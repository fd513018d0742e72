//! Task queue database queries.
//!
//! Durable SQLite-backed broker and result store for the worker pool:
//! - Atomic task claiming (prevents duplicate processing)
//! - Heartbeat locks and stale task recovery
//! - Progress metadata and terminal results per task

use crate::{Error, Result};
use serde::{Deserialize, Serialize};
use sqlx::FromRow;

use super::DbPool;

/// Default lock timeout in seconds (5 minutes)
pub const LOCK_TIMEOUT_SECS: i64 = 300;

/// Native task state vocabulary of the queue.
#[derive(Debug, Clone, Copy, PartialEq, Eq, Serialize, Deserialize)]
#[serde(rename_all = "lowercase")]
pub enum TaskState {
    Pending,
    Started,
    Progress,
    Success,
    Failure,
    Retry,
    Revoked,
}

impl TaskState {
    pub fn as_str(&self) -> &'static str {
        match self {
            Self::Pending => "pending",
            Self::Started => "started",
            Self::Progress => "progress",
            Self::Success => "success",
            Self::Failure => "failure",
            Self::Retry => "retry",
            Self::Revoked => "revoked",
        }
    }

    pub fn from_str(s: &str) -> Option<Self> {
        match s {
            "pending" => Some(Self::Pending),
            "started" => Some(Self::Started),
            "progress" => Some(Self::Progress),
            "success" => Some(Self::Success),
            "failure" => Some(Self::Failure),
            "retry" => Some(Self::Retry),
            "revoked" => Some(Self::Revoked),
            _ => None,
        }
    }

    pub fn is_ready(&self) -> bool {
        matches!(self, Self::Success | Self::Failure | Self::Revoked)
    }
}

/// Task record from the database.
#[derive(Debug, Clone, FromRow, Serialize, Deserialize)]
pub struct QueuedTask {
    pub id: String,
    pub task_name: String,
    pub kwargs: String,         // JSON
    pub state: String,
    pub result: Option<String>, // JSON
    pub info: Option<String>,   // JSON
    pub traceback: Option<String>,
    pub attempts: i64,
    pub locked_by: Option<String>,
    pub locked_at: Option<String>,
    pub created_at: String,
    pub started_at: Option<String>,
    pub completed_at: Option<String>,
    pub updated_at: String,
}

impl QueuedTask {
    /// Get state as enum.
    pub fn state_enum(&self) -> Option<TaskState> {
        TaskState::from_str(&self.state)
    }

    /// Parse kwargs JSON.
    pub fn kwargs_json(&self) -> serde_json::Value {
        serde_json::from_str(&self.kwargs).unwrap_or_else(|_| serde_json::json!({}))
    }

    /// Parse result JSON.
    pub fn result_json(&self) -> Option<serde_json::Value> {
        self.result
            .as_ref()
            .and_then(|r| serde_json::from_str(r).ok())
    }

    /// Parse info JSON.
    pub fn info_json(&self) -> Option<serde_json::Value> {
        self.info.as_ref().and_then(|i| serde_json::from_str(i).ok())
    }
}

/// Task counts per state.
#[derive(Debug, Clone, Default, Serialize, Deserialize)]
pub struct QueueStats {
    pub pending: i64,
    pub running: i64,
    pub retry: i64,
    pub success: i64,
    pub failure: i64,
}

// ============================================================================
// Task Queries
// ============================================================================

/// Enqueue a task for a named task body.
pub async fn enqueue_task(
    pool: &DbPool,
    id: &str,
    task_name: &str,
    kwargs: &serde_json::Value,
) -> Result<QueuedTask> {
    let kwargs_json = serde_json::to_string(kwargs)?;

    sqlx::query_as::<_, QueuedTask>(
        r#"
        INSERT INTO task_queue (id, task_name, kwargs)
        VALUES (?, ?, ?)
        RETURNING *
        "#,
    )
    .bind(id)
    .bind(task_name)
    .bind(&kwargs_json)
    .fetch_one(pool)
    .await
    .map_err(Error::Database)
}

/// Get a task by ID (optional).
pub async fn get_task(pool: &DbPool, id: &str) -> Result<Option<QueuedTask>> {
    sqlx::query_as::<_, QueuedTask>("SELECT * FROM task_queue WHERE id = ?")
        .bind(id)
        .fetch_optional(pool)
        .await
        .map_err(Error::Database)
}

/// Atomically claim the oldest runnable task.
///
/// Returns None if no task is available or another worker won the race.
pub async fn claim_task(pool: &DbPool, worker_id: &str) -> Result<Option<QueuedTask>> {
    let task = sqlx::query_as::<_, QueuedTask>(
        r#"
        UPDATE task_queue SET
            state = 'started',
            attempts = attempts + 1,
            started_at = datetime('now'),
            locked_at = datetime('now'),
            locked_by = ?,
            updated_at = datetime('now')
        WHERE id = (
            SELECT id FROM task_queue
            WHERE state IN ('pending', 'retry')
            ORDER BY created_at ASC, rowid ASC
            LIMIT 1
        )
        AND state IN ('pending', 'retry')
        RETURNING *
        "#,
    )
    .bind(worker_id)
    .fetch_optional(pool)
    .await
    .map_err(Error::Database)?;

    Ok(task)
}

/// Record intermediate state and progress metadata for a running task.
pub async fn update_task_state(
    pool: &DbPool,
    id: &str,
    state: TaskState,
    info: Option<&serde_json::Value>,
) -> Result<bool> {
    let info_json = info.map(serde_json::to_string).transpose()?;

    let result = sqlx::query(
        r#"
        UPDATE task_queue SET
            state = ?,
            info = COALESCE(?, info),
            updated_at = datetime('now')
        WHERE id = ? AND state NOT IN ('success', 'failure', 'revoked')
        "#,
    )
    .bind(state.as_str())
    .bind(&info_json)
    .bind(id)
    .execute(pool)
    .await?;

    Ok(result.rows_affected() > 0)
}

/// Refresh the lock on a task (heartbeat).
pub async fn heartbeat_task(pool: &DbPool, id: &str, worker_id: &str) -> Result<bool> {
    let result = sqlx::query(
        r#"
        UPDATE task_queue SET locked_at = datetime('now')
        WHERE id = ? AND locked_by = ? AND state IN ('started', 'progress')
        "#,
    )
    .bind(id)
    .bind(worker_id)
    .execute(pool)
    .await?;

    Ok(result.rows_affected() > 0)
}

/// Store the return value of a finished task.
pub async fn complete_task(pool: &DbPool, id: &str, result: &serde_json::Value) -> Result<bool> {
    let result_json = serde_json::to_string(result)?;

    let result = sqlx::query(
        r#"
        UPDATE task_queue SET
            state = 'success',
            result = ?,
            locked_at = NULL,
            locked_by = NULL,
            completed_at = datetime('now'),
            updated_at = datetime('now')
        WHERE id = ? AND state NOT IN ('success', 'failure', 'revoked')
        "#,
    )
    .bind(&result_json)
    .bind(id)
    .execute(pool)
    .await?;

    Ok(result.rows_affected() > 0)
}

/// Store the error of a failed task.
pub async fn fail_task(pool: &DbPool, id: &str, error: &str, traceback: Option<&str>) -> Result<bool> {
    let error_json = serde_json::to_string(error)?;

    let result = sqlx::query(
        r#"
        UPDATE task_queue SET
            state = 'failure',
            result = ?,
            traceback = ?,
            locked_at = NULL,
            locked_by = NULL,
            completed_at = datetime('now'),
            updated_at = datetime('now')
        WHERE id = ? AND state NOT IN ('success', 'failure', 'revoked')
        "#,
    )
    .bind(&error_json)
    .bind(traceback)
    .bind(id)
    .execute(pool)
    .await?;

    Ok(result.rows_affected() > 0)
}

/// Recover tasks whose worker stopped heartbeating.
///
/// Running tasks with a lock older than `timeout_secs` go back to `retry`
/// so another worker can claim them. Returns the ids of recovered tasks.
pub async fn recover_stale_tasks(pool: &DbPool, timeout_secs: Option<i64>) -> Result<Vec<String>> {
    let timeout = timeout_secs.unwrap_or(LOCK_TIMEOUT_SECS);

    let ids: Vec<(String,)> = sqlx::query_as(
        r#"
        UPDATE task_queue SET
            state = 'retry',
            locked_at = NULL,
            locked_by = NULL,
            updated_at = datetime('now')
        WHERE state IN ('started', 'progress')
        AND locked_at IS NOT NULL
        AND datetime(locked_at, '+' || ? || ' seconds') < datetime('now')
        RETURNING id
        "#,
    )
    .bind(timeout)
    .fetch_all(pool)
    .await?;

    Ok(ids.into_iter().map(|(id,)| id).collect())
}

/// Get task counts per state.
pub async fn get_queue_stats(pool: &DbPool) -> Result<QueueStats> {
    let rows: Vec<(String, i64)> =
        sqlx::query_as("SELECT state, COUNT(*) FROM task_queue GROUP BY state")
            .fetch_all(pool)
            .await?;

    let mut stats = QueueStats::default();
    for (state, count) in rows {
        match TaskState::from_str(&state) {
            Some(TaskState::Pending) => stats.pending += count,
            Some(TaskState::Started) | Some(TaskState::Progress) => stats.running += count,
            Some(TaskState::Retry) => stats.retry += count,
            Some(TaskState::Success) => stats.success += count,
            Some(TaskState::Failure) => stats.failure += count,
            Some(TaskState::Revoked) | None => {}
        }
    }

    Ok(stats)
}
+ + + + +
Report every line of the records that contains the word "traceback".

    pub traceback: Option<String>,
pub async fn fail_task(pool: &DbPool, id: &str, error: &str, traceback: Option<&str>) -> Result<bool> {
            traceback = ?,
    .bind(traceback)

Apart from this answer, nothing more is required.